### WHAT TO WORK ON
Go line by line through the entries and show those that hold the string "Borrowed".
[EXCERPTED RECORDS — start]
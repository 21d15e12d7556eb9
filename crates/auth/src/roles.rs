use std::borrow::Cow;

use serde::{Deserialize, Serialize};

/// Role identifier carried in the token.
///
/// Roles are opaque strings at this layer; the API boundary decides what a
/// given role may do. The engine itself only distinguishes `admin`.
#[derive(Debug, Clone, PartialEq, Eq, Hash, Serialize, Deserialize)]
#[serde(transparent)]
pub struct Role(Cow<'static, str>);

impl Role {
    pub const ADMIN: Role = Role(Cow::Borrowed("admin"));
    pub const CUSTOMER: Role = Role(Cow::Borrowed("customer"));

    pub fn new(name: impl Into<Cow<'static, str>>) -> Self {
        Self(name.into())
    }

    pub fn as_str(&self) -> &str {
        &self.0
    }
}

impl core::fmt::Display for Role {
    fn fmt(&self, f: &mut core::fmt::Formatter<'_>) -> core::fmt::Result {
        f.write_str(&self.0)
    }
}
//! Fulfilment status state machine.
//!
//! Orders only move forward: `confirmed → preparing → ready → collected`.
//! Cancellation is not a status — it removes the order from the ledger and
//! is legal only while the order is still in the kitchen's inbox.

use core::str::FromStr;
use serde::{Deserialize, Serialize};

use canteen_core::{EngineError, EngineResult};

#[derive(Debug, Clone, Copy, PartialEq, Eq, Hash, Serialize, Deserialize)]
#[serde(rename_all = "lowercase")]
pub enum OrderStatus {
    Confirmed,
    Preparing,
    Ready,
    Collected,
}

impl OrderStatus {
    pub fn as_str(self) -> &'static str {
        match self {
            OrderStatus::Confirmed => "confirmed",
            OrderStatus::Preparing => "preparing",
            OrderStatus::Ready => "ready",
            OrderStatus::Collected => "collected",
        }
    }

    /// The single legal successor, if any.
    pub fn next(self) -> Option<OrderStatus> {
        match self {
            OrderStatus::Confirmed => Some(OrderStatus::Preparing),
            OrderStatus::Preparing => Some(OrderStatus::Ready),
            OrderStatus::Ready => Some(OrderStatus::Collected),
            OrderStatus::Collected => None,
        }
    }

    pub fn can_transition_to(self, next: OrderStatus) -> bool {
        self.next() == Some(next)
    }

    /// Cancellation window: once the counter has the order `ready`, the food
    /// is made and the customer is expected to collect it.
    pub fn is_cancellable(self) -> bool {
        matches!(self, OrderStatus::Confirmed | OrderStatus::Preparing)
    }

    pub fn is_terminal(self) -> bool {
        matches!(self, OrderStatus::Collected)
    }
}

impl core::fmt::Display for OrderStatus {
    fn fmt(&self, f: &mut core::fmt::Formatter<'_>) -> core::fmt::Result {
        f.write_str(self.as_str())
    }
}

impl FromStr for OrderStatus {
    type Err = EngineError;

    fn from_str(s: &str) -> Result<Self, Self::Err> {
        match s {
            "confirmed" => Ok(OrderStatus::Confirmed),
            "preparing" => Ok(OrderStatus::Preparing),
            "ready" => Ok(OrderStatus::Ready),
            "collected" => Ok(OrderStatus::Collected),
            other => Err(EngineError::validation(format!(
                "unknown order status '{other}'"
            ))),
        }
    }
}

/// Reject any status write outside the forward chain.
pub fn validate_transition(from: OrderStatus, to: OrderStatus) -> EngineResult<()> {
    if from.can_transition_to(to) {
        Ok(())
    } else {
        Err(EngineError::IllegalTransition {
            from: from.as_str(),
            to: to.as_str(),
        })
    }
}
[EXCERPTED RECORDS — finish]
### RESULT FOR THIS TASK
    pub const ADMIN: Role = Role(Cow::Borrowed("admin"));
    pub const CUSTOMER: Role = Role(Cow::Borrowed("customer"));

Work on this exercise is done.